На балу 1935 года жертвы развлекались вместе с палачами, причем тем и другим в считанные месяцы предстояло погибнуть на глазах у изумленных хозяев. Там было 500 приглашенных; как писал секретарь посольства: «все, кто имел значение в Москве, кроме Сталина» [134]. Американцы честно развлекались и пытались развлечь гостей. Тем было трудно. Большевики-интеллектуалы (Бухарин, Бубнов, Радек) последние месяцы держались у власти. Высшее армейское командование (Тухачевский, Егоров, Буденный) уже стало заложником двойной игры советской и немецкой разведок.

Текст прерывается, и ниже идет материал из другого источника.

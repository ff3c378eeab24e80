pub mod auth;
pub mod commands;
pub mod config;
pub mod drink;
pub mod error;
pub mod middleware;
pub mod session;
pub mod utils;

pub use session::Session;
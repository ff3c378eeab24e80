//! Authentication system
//!
//! Handles field validation, password scoring and the sign-in / sign-up
//! flow against an external backend.

pub mod backend;
pub mod credentials;
pub mod flow;
pub mod results;
pub mod validator;

pub use backend::{AuthBackend, BackendError};
pub use credentials::InMemoryBackend;
pub use flow::AuthFlow;
pub use results::{AuthAction, PasswordStrength, User};
pub use validator::{is_valid_email, score_password};
//! DrinkCraft - Entry Point
//!
//! Terminal front end for the drink builder and the sign-in / sign-up flow.

use log::{debug, info};
use tokio::io::{AsyncBufReadExt, AsyncWriteExt, BufReader};

use drinkcraft::Session;
use drinkcraft::auth::InMemoryBackend;
use drinkcraft::commands::{CommandStatus, handle_command, parse_command};
use drinkcraft::config::AppConfig;
use drinkcraft::error::AppError;
use drinkcraft::error::handlers::handle_error;
use drinkcraft::middleware::RateLimiter;
use drinkcraft::utils::logging::setup_logging;

const MAX_COMMAND_LENGTH: usize = 512;
const PROMPT: &[u8] = b"drinkcraft> ";

#[tokio::main]
async fn main() {
    let config = match AppConfig::load() {
        Ok(config) => config,
        Err(e) => {
            setup_logging("info");
            handle_error(&AppError::from(e));
            std::process::exit(1);
        }
    };

    setup_logging(&config.log_level);
    info!("Launching DrinkCraft...");

    if let Err(e) = run(config).await {
        handle_error(&e);
        std::process::exit(1);
    }
}

/// Reads commands from stdin until QUIT or end of input.
async fn run(config: AppConfig) -> Result<(), AppError> {
    // One limiter for the whole process, handed to the auth flow
    let limiter = RateLimiter::from_config(&config.rate_limit);
    info!(
        "Rate limit: {} attempts per {} seconds",
        limiter.max_attempts(),
        limiter.window().as_secs()
    );

    let mut session = Session::new(InMemoryBackend::new(), limiter, &config);

    let mut reader = BufReader::new(tokio::io::stdin());
    let mut stdout = tokio::io::stdout();
    let mut line = String::new();

    stdout.write_all(b"Welcome to DrinkCraft. Type HELP for commands.\n").await?;

    loop {
        stdout.write_all(PROMPT).await?;
        stdout.flush().await?;

        line.clear();
        let n = reader.read_line(&mut line).await?;
        if n == 0 {
            info!("End of input");
            break;
        }

        if line.len() > MAX_COMMAND_LENGTH {
            stdout.write_all(b"Command too long\n").await?;
            continue;
        }
        if line.trim().is_empty() {
            continue;
        }

        let command = parse_command(&line);
        let result = handle_command(&mut session, &command).await;

        if let Some(message) = result.message {
            stdout.write_all(message.as_bytes()).await?;
            stdout.write_all(b"\n").await?;
        }

        match result.status {
            CommandStatus::Quit => break,
            CommandStatus::Failure(reason) => debug!("Command failed: {}", reason),
            CommandStatus::Success => {}
        }
    }

    stdout.flush().await?;
    Ok(())
}
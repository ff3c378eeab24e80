//! Error types
//!
//! Defines domain-specific error types for each module of DrinkCraft.

use std::fmt;
use std::io;

use crate::auth::{AuthAction, BackendError};

/// Authentication flow errors
#[derive(Debug)]
pub enum AuthError {
    RateLimited {
        action: AuthAction,
        retry_after_secs: u64,
    },
    InvalidEmail,
    WeakPassword(Vec<&'static str>),
    Backend(BackendError),
}

impl fmt::Display for AuthError {
    fn fmt(&self, f: &mut fmt::Formatter<'_>) -> fmt::Result {
        match self {
            AuthError::RateLimited {
                action,
                retry_after_secs,
            } => write!(f, "Too many {} attempts, retry in {}s", action, retry_after_secs),
            AuthError::InvalidEmail => write!(f, "Invalid email address"),
            AuthError::WeakPassword(feedback) => {
                write!(f, "Password too weak: {}", feedback.join(", "))
            }
            AuthError::Backend(e) => write!(f, "Backend error: {}", e),
        }
    }
}

impl std::error::Error for AuthError {}

impl From<BackendError> for AuthError {
    fn from(error: BackendError) -> Self {
        AuthError::Backend(error)
    }
}

/// Drink builder errors
#[derive(Debug, Clone, PartialEq, Eq)]
pub enum DrinkError {
    UnknownIngredient(String),
    AlreadyAdded(String),
    NotInDrink(String),
    EmptyDrink,
}

impl fmt::Display for DrinkError {
    fn fmt(&self, f: &mut fmt::Formatter<'_>) -> fmt::Result {
        match self {
            DrinkError::UnknownIngredient(id) => write!(f, "Unknown ingredient: {}", id),
            DrinkError::AlreadyAdded(id) => write!(f, "Ingredient already added: {}", id),
            DrinkError::NotInDrink(id) => write!(f, "Ingredient not in drink: {}", id),
            DrinkError::EmptyDrink => write!(f, "Drink has no ingredients"),
        }
    }
}

impl std::error::Error for DrinkError {}

/// Top-level application error that encompasses all error types
#[derive(Debug)]
pub enum AppError {
    Config(config::ConfigError),
    Auth(AuthError),
    Drink(DrinkError),
    IoError(io::Error),
}

impl fmt::Display for AppError {
    fn fmt(&self, f: &mut fmt::Formatter<'_>) -> fmt::Result {
        match self {
            AppError::Config(e) => write!(f, "Configuration error: {}", e),
            AppError::Auth(e) => write!(f, "Authentication error: {}", e),
            AppError::Drink(e) => write!(f, "Drink error: {}", e),
            AppError::IoError(e) => write!(f, "I/O error: {}", e),
        }
    }
}

impl std::error::Error for AppError {}

impl From<config::ConfigError> for AppError {
    fn from(error: config::ConfigError) -> Self {
        AppError::Config(error)
    }
}

impl From<AuthError> for AppError {
    fn from(error: AuthError) -> Self {
        AppError::Auth(error)
    }
}

impl From<DrinkError> for AppError {
    fn from(error: DrinkError) -> Self {
        AppError::Drink(error)
    }
}

impl From<io::Error> for AppError {
    fn from(error: io::Error) -> Self {
        AppError::IoError(error)
    }
}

Театральная элита (Мейерхольд, Таиров, Немирович-Данченко, Булгаков) в любой момент ждала беспричинной расправы – для одних быстрой, для других мучительно долгой. Гости собрались в полночь. Танцевали в зале с колоннами, с хор светили разноцветные прожектора. За сеткой порхали птицы. В углах столовой разместили выгоны с козлятами, овцами и медвежатами. По стенам – клетки с петухами, в три часа утра петухи запели. Стиль рюсс, насмешливо закончила описание этого приема в своем дневнике жена Михаила Булгакова [135]. Она обратила внимание на костюмы. Все, кроме военных, были во фраках. Выделялись одеждой большевики: Бухарин был в старомодном сюртуке, Радек в туристском костюме, Бубнов в защитной форме. Присутствовал на балу и известный дипломатической Москве осведомитель барон Штейгер, конечно во фраке. Дирижер был в особо длинном фраке, до пят. У Булгакова фрака не было, и он пришел в черном костюме; его жена – в «исчерна-синем» вечернем платье с бледно-розовыми цветами.